{ karel.codes }

Go: The good, the bad, and the ugly

programming

Go has grown on me since I have been using extensively in the last couple of years. But like anything that isn’t pancakes, it isn’t perfect. Let’s take a look at the pros and cons of Go.

The good

  • Go gets out of your way. The code is easy to read and understand so you never have to wonder why a piece of code doesn’t compile. It doesn’t force overbearing abstractions on you. At the same time it gives you the tools to write programs that have good performance.
  • Good standard library. The net/http package is of course the crown jewel, but the standard library also offers many other useful packages such as compress, crypto, io, bufio, encoding/json, database/sql, unicode and others that provide interfaces and functionalities that are crucial for writing good software but are often deficient or missing in other standard libraries.
  • Good tooling built into the go command. Building, formatting, testing, profiling and dependency management are all included in a single binary and that’s just very handy.
  • Good concurrency model. As far as I know Go is the only mainstream programming language that offers effortless M:N threading. Starting concurrent threads is as easy as using the go statement and they are automatically multiplexed over the available CPU cores.
  • Cross compilation just works.
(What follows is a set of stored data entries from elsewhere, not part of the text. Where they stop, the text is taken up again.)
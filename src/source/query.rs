//! Query strings handed to the [`QueryExecutor`](crate::source::QueryExecutor).

use crate::model::TimeRange;
use chrono::{DateTime, SecondsFormat, Utc};

/// Timestamp literal in the form the backend expects (`2024-01-01T00:00:00.000Z`).
pub fn quote_timestamp(t: DateTime<Utc>) -> String {
    t.to_rfc3339_opts(SecondsFormat::Millis, true)
}

/// Default log fetch for `stream` over `range`, newest first.
pub fn logs_query(stream: &str, range: &TimeRange, limit: usize, offset: usize) -> String {
    format!(
        "SELECT * FROM {stream} WHERE p_timestamp >= '{}' AND p_timestamp < '{}' \
         ORDER BY p_timestamp DESC LIMIT {limit} OFFSET {offset}",
        quote_timestamp(range.start_time),
        quote_timestamp(range.end_time),
    )
}

#[cfg(test)]
mod tests {
    use super::*;
    use chrono::TimeZone;

    #[test]
    fn logs_query_bounds_window_and_page() {
        let range = TimeRange::custom(
            Utc.with_ymd_and_hms(2024, 1, 1, 0, 0, 0).unwrap(),
            Utc.with_ymd_and_hms(2024, 1, 1, 0, 10, 0).unwrap(),
        );

        let sql = logs_query("app", &range, 1000, 2000);

        assert_eq!(
            sql,
            "SELECT * FROM app WHERE p_timestamp >= '2024-01-01T00:00:00.000Z' \
             AND p_timestamp < '2024-01-01T00:10:00.000Z' \
             ORDER BY p_timestamp DESC LIMIT 1000 OFFSET 2000"
        );
    }
}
Building a Windows executable on OSX is as easy as installing mingw and telling go build the target platform. It worked the first time for me.
  • Easy to deploy to the cloud. Go executables can be built without any external dependencies, not even libc, which means that you can build tiny Docker containers from scratch that contains only the executable itself and nothing else.
  • Go hands down has the cutest mascot, the Go Gopher!

The bad

  • Can be too conservative. It took the Go team a long time to design and implement generics and proper dependency management. I can live without generics but why they thought $GOPATH was ever a good idea is beyond me. Now they are taking their time to update the standard library to use generics where it makes sense (the math and container packages).
  • The concurrency model doesn’t help you write correct concurrent code. You can easily create deadlocks if you don’t manage channels properly. It would also be nice to have more standard tools to handle concurrency besides just sync.WorkGroup.
  • No dynamic linking, so you can’t load plugins compiled by others. It’s not a crucial feature but there are some use cases where this would be a really handy to have.
  • Lack of specialized libraries due to the fact that Go is mostly used to write backend web services and CLI tools. It doesn’t have any good machine learning libraries for example.

The ugly

  • You have to get used to if err != nil { ... }. It’s tedious but at the end of the day it does make error handling explicit rather than throwing exceptions in the air without regard for where they will land.
  • The Go team wants to add telemetry to the Go toolchain. I’m sure that the team has good intentions but the fact remains that they work for Google and they will use Google servers. Google simply can’t be trusted not to abuse any kind of data. It also doesn’t help that they wanted to make it opt-out at first, but at least they did change their minds to opt-in after getting too many complaints.
  • Go’s compiler is unique in that it produces machine code that significantly differs from the C/C++ standard. There are good reasons for this but it does make it hard to interop with libraries written in other languages and makes Go a bit of an island.
  • There is a trend in some programming circles to poop on Go essentially because it isn’t Rust. I think that Rust is a good language but I see it as a modern replacement for C++, whereas Go fills a previously unfilled niche between low-level compiled languages and high-level scripting languages. They are different tools for different jobs.

Conclusion

There you have it. Go has its weak spots but on the whole it is a good language that is easy to read, write and maintain. Nowadays I prefer it over Python for writing backend services. It’s even a suitable choice for writing cross-platform 2D video games with Ebitengine.